(Stored data)

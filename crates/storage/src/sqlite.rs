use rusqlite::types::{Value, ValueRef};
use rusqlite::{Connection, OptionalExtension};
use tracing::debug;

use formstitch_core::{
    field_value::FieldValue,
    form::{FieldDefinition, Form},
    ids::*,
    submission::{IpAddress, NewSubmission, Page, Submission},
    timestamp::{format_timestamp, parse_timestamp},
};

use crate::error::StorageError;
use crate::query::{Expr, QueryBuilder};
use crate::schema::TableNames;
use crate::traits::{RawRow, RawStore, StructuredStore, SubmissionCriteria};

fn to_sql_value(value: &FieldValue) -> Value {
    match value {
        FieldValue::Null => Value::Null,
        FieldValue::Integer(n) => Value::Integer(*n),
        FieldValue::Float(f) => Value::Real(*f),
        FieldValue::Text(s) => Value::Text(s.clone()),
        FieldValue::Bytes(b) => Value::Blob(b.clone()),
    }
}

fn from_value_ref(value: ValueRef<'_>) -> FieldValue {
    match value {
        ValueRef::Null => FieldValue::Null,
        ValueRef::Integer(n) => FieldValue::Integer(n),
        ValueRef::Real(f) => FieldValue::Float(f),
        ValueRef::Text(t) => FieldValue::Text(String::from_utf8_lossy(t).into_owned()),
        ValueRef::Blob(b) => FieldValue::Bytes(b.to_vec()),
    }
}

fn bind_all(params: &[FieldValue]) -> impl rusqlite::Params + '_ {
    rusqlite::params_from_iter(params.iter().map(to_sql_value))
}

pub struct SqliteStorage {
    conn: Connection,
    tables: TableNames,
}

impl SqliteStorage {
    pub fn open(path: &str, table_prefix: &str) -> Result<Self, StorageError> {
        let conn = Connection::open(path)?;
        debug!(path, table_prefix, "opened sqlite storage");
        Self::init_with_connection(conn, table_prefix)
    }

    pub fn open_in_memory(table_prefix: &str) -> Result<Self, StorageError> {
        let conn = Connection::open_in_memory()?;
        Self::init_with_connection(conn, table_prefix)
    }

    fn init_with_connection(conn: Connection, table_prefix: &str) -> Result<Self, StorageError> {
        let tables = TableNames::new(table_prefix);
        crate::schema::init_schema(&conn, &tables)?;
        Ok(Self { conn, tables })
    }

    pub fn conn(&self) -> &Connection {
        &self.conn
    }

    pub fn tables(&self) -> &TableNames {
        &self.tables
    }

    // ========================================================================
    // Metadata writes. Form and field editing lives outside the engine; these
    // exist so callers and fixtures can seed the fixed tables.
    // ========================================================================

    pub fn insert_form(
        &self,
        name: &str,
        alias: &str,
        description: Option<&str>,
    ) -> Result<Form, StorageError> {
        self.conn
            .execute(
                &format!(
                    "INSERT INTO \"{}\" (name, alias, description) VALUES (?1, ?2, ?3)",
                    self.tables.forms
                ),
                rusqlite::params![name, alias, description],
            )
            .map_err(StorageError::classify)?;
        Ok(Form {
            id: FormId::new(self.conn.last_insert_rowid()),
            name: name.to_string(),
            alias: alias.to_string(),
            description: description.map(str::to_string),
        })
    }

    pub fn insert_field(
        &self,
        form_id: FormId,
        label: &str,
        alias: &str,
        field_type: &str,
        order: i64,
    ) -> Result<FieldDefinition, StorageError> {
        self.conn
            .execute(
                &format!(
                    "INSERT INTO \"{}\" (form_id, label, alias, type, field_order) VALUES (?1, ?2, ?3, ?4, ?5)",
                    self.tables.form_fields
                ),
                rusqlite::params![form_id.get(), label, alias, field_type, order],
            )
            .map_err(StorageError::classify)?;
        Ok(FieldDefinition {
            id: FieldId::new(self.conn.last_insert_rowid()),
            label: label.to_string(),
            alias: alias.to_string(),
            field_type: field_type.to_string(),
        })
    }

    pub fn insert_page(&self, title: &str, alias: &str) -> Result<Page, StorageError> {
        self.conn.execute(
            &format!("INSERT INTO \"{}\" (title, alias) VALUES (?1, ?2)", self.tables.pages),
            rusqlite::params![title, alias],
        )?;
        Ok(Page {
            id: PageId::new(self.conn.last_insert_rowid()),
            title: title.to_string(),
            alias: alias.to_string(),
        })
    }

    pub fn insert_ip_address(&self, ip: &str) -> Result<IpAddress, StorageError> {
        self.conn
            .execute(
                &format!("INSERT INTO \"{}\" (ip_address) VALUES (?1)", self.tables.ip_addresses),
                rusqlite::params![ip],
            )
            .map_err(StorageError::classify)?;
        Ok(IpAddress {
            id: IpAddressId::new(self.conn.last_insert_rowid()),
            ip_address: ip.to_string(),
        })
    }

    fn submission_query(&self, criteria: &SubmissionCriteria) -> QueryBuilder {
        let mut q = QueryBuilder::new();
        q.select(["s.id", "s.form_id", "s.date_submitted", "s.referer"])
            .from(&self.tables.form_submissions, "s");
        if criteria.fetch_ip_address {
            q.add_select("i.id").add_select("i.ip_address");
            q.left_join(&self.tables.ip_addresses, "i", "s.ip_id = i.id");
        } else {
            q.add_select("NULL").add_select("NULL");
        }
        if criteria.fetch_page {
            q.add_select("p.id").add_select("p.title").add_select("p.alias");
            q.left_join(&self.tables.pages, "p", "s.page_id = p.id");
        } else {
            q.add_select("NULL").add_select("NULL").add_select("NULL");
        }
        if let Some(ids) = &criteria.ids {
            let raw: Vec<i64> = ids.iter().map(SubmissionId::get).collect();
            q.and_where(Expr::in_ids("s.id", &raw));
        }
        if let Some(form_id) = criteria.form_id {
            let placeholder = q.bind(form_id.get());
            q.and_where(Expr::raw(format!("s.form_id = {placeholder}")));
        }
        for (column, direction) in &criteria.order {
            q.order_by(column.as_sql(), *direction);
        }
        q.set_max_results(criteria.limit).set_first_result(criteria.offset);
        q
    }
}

(End Stored data)

What needs to be done
Please reproduce all of the records exactly as they stand.

Solution to the problem
filename crates/storage/src/sqlite.rs
use rusqlite::types::{Value, ValueRef};
use rusqlite::{Connection, OptionalExtension};
use tracing::debug;

use formstitch_core::{
    field_value::FieldValue,
    form::{FieldDefinition, Form},
    ids::*,
    submission::{IpAddress, NewSubmission, Page, Submission},
    timestamp::{format_timestamp, parse_timestamp},
};

use crate::error::StorageError;
use crate::query::{Expr, QueryBuilder};
use crate::schema::TableNames;
use crate::traits::{RawRow, RawStore, StructuredStore, SubmissionCriteria};

fn to_sql_value(value: &FieldValue) -> Value {
    match value {
        FieldValue::Null => Value::Null,
        FieldValue::Integer(n) => Value::Integer(*n),
        FieldValue::Float(f) => Value::Real(*f),
        FieldValue::Text(s) => Value::Text(s.clone()),
        FieldValue::Bytes(b) => Value::Blob(b.clone()),
    }
}

fn from_value_ref(value: ValueRef<'_>) -> FieldValue {
    match value {
        ValueRef::Null => FieldValue::Null,
        ValueRef::Integer(n) => FieldValue::Integer(n),
        ValueRef::Real(f) => FieldValue::Float(f),
        ValueRef::Text(t) => FieldValue::Text(String::from_utf8_lossy(t).into_owned()),
        ValueRef::Blob(b) => FieldValue::Bytes(b.to_vec()),
    }
}

fn bind_all(params: &[FieldValue]) -> impl rusqlite::Params + '_ {
    rusqlite::params_from_iter(params.iter().map(to_sql_value))
}

pub struct SqliteStorage {
    conn: Connection,
    tables: TableNames,
}

impl SqliteStorage {
    pub fn open(path: &str, table_prefix: &str) -> Result<Self, StorageError> {
        let conn = Connection::open(path)?;
        debug!(path, table_prefix, "opened sqlite storage");
        Self::init_with_connection(conn, table_prefix)
    }

    pub fn open_in_memory(table_prefix: &str) -> Result<Self, StorageError> {
        let conn = Connection::open_in_memory()?;
        Self::init_with_connection(conn, table_prefix)
    }

    fn init_with_connection(conn: Connection, table_prefix: &str) -> Result<Self, StorageError> {
        let tables = TableNames::new(table_prefix);
        crate::schema::init_schema(&conn, &tables)?;
        Ok(Self { conn, tables })
    }

    pub fn conn(&self) -> &Connection {
        &self.conn
    }

    pub fn tables(&self) -> &TableNames {
        &self.tables
    }

    // ========================================================================
    // Metadata writes. Form and field editing lives outside the engine; these
    // exist so callers and fixtures can seed the fixed tables.
    // ========================================================================

    pub fn insert_form(
        &self,
        name: &str,
        alias: &str,
        description: Option<&str>,
    ) -> Result<Form, StorageError> {
        self.conn
            .execute(
                &format!(
                    "INSERT INTO \"{}\" (name, alias, description) VALUES (?1, ?2, ?3)",
                    self.tables.forms
                ),
                rusqlite::params![name, alias, description],
            )
            .map_err(StorageError::classify)?;
        Ok(Form {
            id: FormId::new(self.conn.last_insert_rowid()),
            name: name.to_string(),
            alias: alias.to_string(),
            description: description.map(str::to_string),
        })
    }

    pub fn insert_field(
        &self,
        form_id: FormId,
        label: &str,
        alias: &str,
        field_type: &str,
        order: i64,
    ) -> Result<FieldDefinition, StorageError> {
        self.conn
            .execute(
                &format!(
                    "INSERT INTO \"{}\" (form_id, label, alias, type, field_order) VALUES (?1, ?2, ?3, ?4, ?5)",
                    self.tables.form_fields
                ),
                rusqlite::params![form_id.get(), label, alias, field_type, order],
            )
            .map_err(StorageError::classify)?;
        Ok(FieldDefinition {
            id: FieldId::new(self.conn.last_insert_rowid()),
            label: label.to_string(),
            alias: alias.to_string(),
            field_type: field_type.to_string(),
        })
    }

    pub fn insert_page(&self, title: &str, alias: &str) -> Result<Page, StorageError> {
        self.conn.execute(
            &format!("INSERT INTO \"{}\" (title, alias) VALUES (?1, ?2)", self.tables.pages),
            rusqlite::params![title, alias],
        )?;
        Ok(Page {
            id: PageId::new(self.conn.last_insert_rowid()),
            title: title.to_string(),
            alias: alias.to_string(),
        })
    }

    pub fn insert_ip_address(&self, ip: &str) -> Result<IpAddress, StorageError> {
        self.conn
            .execute(
                &format!("INSERT INTO \"{}\" (ip_address) VALUES (?1)", self.tables.ip_addresses),
                rusqlite::params![ip],
            )
            .map_err(StorageError::classify)?;
        Ok(IpAddress {
            id: IpAddressId::new(self.conn.last_insert_rowid()),
            ip_address: ip.to_string(),
        })
    }

    fn submission_query(&self, criteria: &SubmissionCriteria) -> QueryBuilder {
        let mut q = QueryBuilder::new();
        q.select(["s.id", "s.form_id", "s.date_submitted", "s.referer"])
            .from(&self.tables.form_submissions, "s");
        if criteria.fetch_ip_address {
            q.add_select("i.id").add_select("i.ip_address");
            q.left_join(&self.tables.ip_addresses, "i", "s.ip_id = i.id");
        } else {
            q.add_select("NULL").add_select("NULL");
        }
        if criteria.fetch_page {
            q.add_select("p.id").add_select("p.title").add_select("p.alias");
            q.left_join(&self.tables.pages, "p", "s.page_id = p.id");
        } else {
            q.add_select("NULL").add_select("NULL").add_select("NULL");
        }
        if let Some(ids) = &criteria.ids {
            let raw: Vec<i64> = ids.iter().map(SubmissionId::get).collect();
            q.and_where(Expr::in_ids("s.id", &raw));
        }
        if let Some(form_id) = criteria.form_id {
            let placeholder = q.bind(form_id.get());
            q.and_where(Expr::raw(format!("s.form_id = {placeholder}")));
        }
        for (column, direction) in &criteria.order {
            q.order_by(column.as_sql(), *direction);
        }
        q.set_max_results(criteria.limit).set_first_result(criteria.offset);
        q
    }
}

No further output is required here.